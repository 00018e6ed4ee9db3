//! Binary STL specimen loading.
//!
//! Reads the common binary STL layout: an 80-byte header, a little-endian
//! `u32` triangle count, then 50-byte records of normal + three vertices +
//! a 2-byte attribute field. ASCII STL is not supported.

use std::fs::File;
use std::io::{BufReader, Read};
use std::path::Path;

use thiserror::Error;
use xcast_math::Vec3;

use crate::mesh::Mesh;

/// Errors that can occur while loading an STL file.
#[derive(Error, Debug)]
pub enum StlError {
    #[error("IO error: {0}")]
    Io(#[from] std::io::Error),

    #[error("truncated STL file: expected {expected} triangles, read {read}")]
    Truncated { expected: u32, read: u32 },

    #[error("STL file contains no triangles")]
    Empty,
}

/// Result type for STL loading.
pub type StlResult<T> = Result<T, StlError>;

fn read_f32_le(reader: &mut impl Read) -> std::io::Result<f32> {
    let mut buf = [0u8; 4];
    reader.read_exact(&mut buf)?;
    Ok(f32::from_le_bytes(buf))
}

fn read_u32_le(reader: &mut impl Read) -> std::io::Result<u32> {
    let mut buf = [0u8; 4];
    reader.read_exact(&mut buf)?;
    Ok(u32::from_le_bytes(buf))
}

fn read_vec3_le(reader: &mut impl Read) -> std::io::Result<Vec3> {
    let x = read_f32_le(reader)?;
    let y = read_f32_le(reader)?;
    let z = read_f32_le(reader)?;
    Ok(Vec3::new(x, y, z))
}

/// Load a binary STL file into a [`Mesh`].
///
/// Vertices are emitted per-corner without deduplication, so the resulting
/// mesh has `3 * triangle_count` positions with sequential indices. Face
/// normals from the file are kept; degenerate triangles are left in place
/// for the scene builder to filter.
pub fn load_stl<P: AsRef<Path>>(path: P) -> StlResult<Mesh> {
    let file = File::open(path.as_ref())?;
    let mut reader = BufReader::new(file);

    // 80-byte header, ignored
    let mut header = [0u8; 80];
    reader.read_exact(&mut header)?;

    let triangle_count = read_u32_le(&mut reader)?;
    if triangle_count == 0 {
        return Err(StlError::Empty);
    }

    let mut positions = Vec::with_capacity(triangle_count as usize * 3);
    let mut normals = Vec::with_capacity(triangle_count as usize * 3);
    let mut indices = Vec::with_capacity(triangle_count as usize * 3);

    for i in 0..triangle_count {
        let normal = match read_vec3_le(&mut reader) {
            Ok(n) => n,
            Err(e) if e.kind() == std::io::ErrorKind::UnexpectedEof => {
                return Err(StlError::Truncated {
                    expected: triangle_count,
                    read: i,
                });
            }
            Err(e) => return Err(e.into()),
        };

        for _ in 0..3 {
            let v = read_vec3_le(&mut reader).map_err(|e| {
                if e.kind() == std::io::ErrorKind::UnexpectedEof {
                    StlError::Truncated {
                        expected: triangle_count,
                        read: i,
                    }
                } else {
                    StlError::Io(e)
                }
            })?;
            indices.push(positions.len() as u32);
            positions.push(v);
            normals.push(normal);
        }

        // 2-byte attribute count, ignored
        let mut attr = [0u8; 2];
        reader.read_exact(&mut attr).map_err(|e| {
            if e.kind() == std::io::ErrorKind::UnexpectedEof {
                StlError::Truncated {
                    expected: triangle_count,
                    read: i,
                }
            } else {
                StlError::Io(e)
            }
        })?;
    }

    log::info!(
        "Loaded STL: {} triangles, {} vertices",
        triangle_count,
        positions.len()
    );

    Ok(Mesh::new(positions, indices, Some(normals)))
}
▬▬▬▬▬▬▬▬▬▬
Aim of the exercise:
Of all the entries above, retype exactly the lines from the line with "Load a binary" to the line with "let file = File::open(path.as_ref())?;", both included, and no others.

Answer for this exercise:
/// Load a binary STL file into a [`Mesh`].
///
/// Vertices are emitted per-corner without deduplication, so the resulting
/// mesh has `3 * triangle_count` positions with sequential indices. Face
/// normals from the file are kept; degenerate triangles are left in place
/// for the scene builder to filter.
pub fn load_stl<P: AsRef<Path>>(path: P) -> StlResult<Mesh> {
    let file = File::open(path.as_ref())?;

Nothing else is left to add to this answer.